━━━━━ Information shown ━━━━━
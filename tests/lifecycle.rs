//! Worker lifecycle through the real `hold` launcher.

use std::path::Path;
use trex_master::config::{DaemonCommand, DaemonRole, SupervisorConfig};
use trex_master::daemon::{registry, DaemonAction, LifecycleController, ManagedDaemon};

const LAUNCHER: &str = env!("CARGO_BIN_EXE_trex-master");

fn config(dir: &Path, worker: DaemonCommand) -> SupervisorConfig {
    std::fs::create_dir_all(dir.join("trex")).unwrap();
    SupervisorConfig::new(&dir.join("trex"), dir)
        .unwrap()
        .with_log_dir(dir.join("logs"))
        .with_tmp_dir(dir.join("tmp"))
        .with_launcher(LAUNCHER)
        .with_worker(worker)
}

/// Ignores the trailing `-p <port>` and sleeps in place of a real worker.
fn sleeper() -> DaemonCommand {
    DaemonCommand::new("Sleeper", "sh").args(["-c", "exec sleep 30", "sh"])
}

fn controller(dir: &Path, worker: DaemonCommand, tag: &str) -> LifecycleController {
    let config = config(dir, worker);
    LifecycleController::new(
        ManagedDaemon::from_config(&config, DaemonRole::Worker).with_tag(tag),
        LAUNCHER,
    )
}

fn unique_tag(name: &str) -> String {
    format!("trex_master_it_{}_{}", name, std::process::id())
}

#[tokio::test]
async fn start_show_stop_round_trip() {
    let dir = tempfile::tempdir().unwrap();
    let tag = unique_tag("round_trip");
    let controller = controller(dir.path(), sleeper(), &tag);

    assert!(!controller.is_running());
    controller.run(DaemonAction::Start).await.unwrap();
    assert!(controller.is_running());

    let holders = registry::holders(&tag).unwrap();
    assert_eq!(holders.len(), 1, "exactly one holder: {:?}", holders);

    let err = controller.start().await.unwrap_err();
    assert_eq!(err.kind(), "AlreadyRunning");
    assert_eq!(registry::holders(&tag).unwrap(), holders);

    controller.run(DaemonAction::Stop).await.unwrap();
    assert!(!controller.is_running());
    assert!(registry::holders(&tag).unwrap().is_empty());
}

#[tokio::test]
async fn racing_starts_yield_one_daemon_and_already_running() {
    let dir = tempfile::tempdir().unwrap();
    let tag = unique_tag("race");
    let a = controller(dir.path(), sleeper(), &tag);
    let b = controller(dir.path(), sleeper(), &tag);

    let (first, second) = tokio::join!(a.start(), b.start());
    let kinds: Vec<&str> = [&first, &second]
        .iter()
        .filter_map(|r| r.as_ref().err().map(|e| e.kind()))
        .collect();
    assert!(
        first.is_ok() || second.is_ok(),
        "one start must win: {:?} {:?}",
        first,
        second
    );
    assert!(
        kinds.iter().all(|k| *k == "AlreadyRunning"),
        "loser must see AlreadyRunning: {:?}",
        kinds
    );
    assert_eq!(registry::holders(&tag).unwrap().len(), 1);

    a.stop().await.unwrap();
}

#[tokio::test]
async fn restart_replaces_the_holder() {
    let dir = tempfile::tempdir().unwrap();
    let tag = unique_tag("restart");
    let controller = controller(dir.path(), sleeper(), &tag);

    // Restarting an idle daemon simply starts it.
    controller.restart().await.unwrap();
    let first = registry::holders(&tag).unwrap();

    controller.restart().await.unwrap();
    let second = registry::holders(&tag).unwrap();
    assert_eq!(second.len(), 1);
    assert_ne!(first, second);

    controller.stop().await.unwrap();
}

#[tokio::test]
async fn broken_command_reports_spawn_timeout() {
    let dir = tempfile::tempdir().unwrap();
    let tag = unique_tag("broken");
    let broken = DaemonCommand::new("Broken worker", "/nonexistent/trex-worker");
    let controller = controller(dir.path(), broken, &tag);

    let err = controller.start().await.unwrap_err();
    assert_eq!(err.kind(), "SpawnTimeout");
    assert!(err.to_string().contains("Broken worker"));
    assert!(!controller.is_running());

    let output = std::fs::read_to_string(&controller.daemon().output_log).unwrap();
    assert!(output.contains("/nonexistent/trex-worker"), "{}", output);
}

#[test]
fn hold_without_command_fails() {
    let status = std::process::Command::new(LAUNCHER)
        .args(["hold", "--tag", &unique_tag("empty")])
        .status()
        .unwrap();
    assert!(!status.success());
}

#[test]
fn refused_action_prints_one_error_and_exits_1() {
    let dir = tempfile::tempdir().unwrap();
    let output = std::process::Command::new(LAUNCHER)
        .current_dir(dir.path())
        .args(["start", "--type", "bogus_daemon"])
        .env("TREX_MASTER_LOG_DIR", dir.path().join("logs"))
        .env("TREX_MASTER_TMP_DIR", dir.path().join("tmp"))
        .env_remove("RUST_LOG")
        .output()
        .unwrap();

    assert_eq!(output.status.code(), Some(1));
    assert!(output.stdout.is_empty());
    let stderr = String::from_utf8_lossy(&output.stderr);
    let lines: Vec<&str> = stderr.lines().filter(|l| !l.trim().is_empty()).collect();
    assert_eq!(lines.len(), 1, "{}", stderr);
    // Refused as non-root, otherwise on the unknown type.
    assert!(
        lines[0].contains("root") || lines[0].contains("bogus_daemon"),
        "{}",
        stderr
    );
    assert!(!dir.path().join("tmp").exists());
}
━━━━━
#### Exercise requirements
Nothing but a number should be given: the count of lines in the material where the string "stderr" occurs.

#### Worked solution
4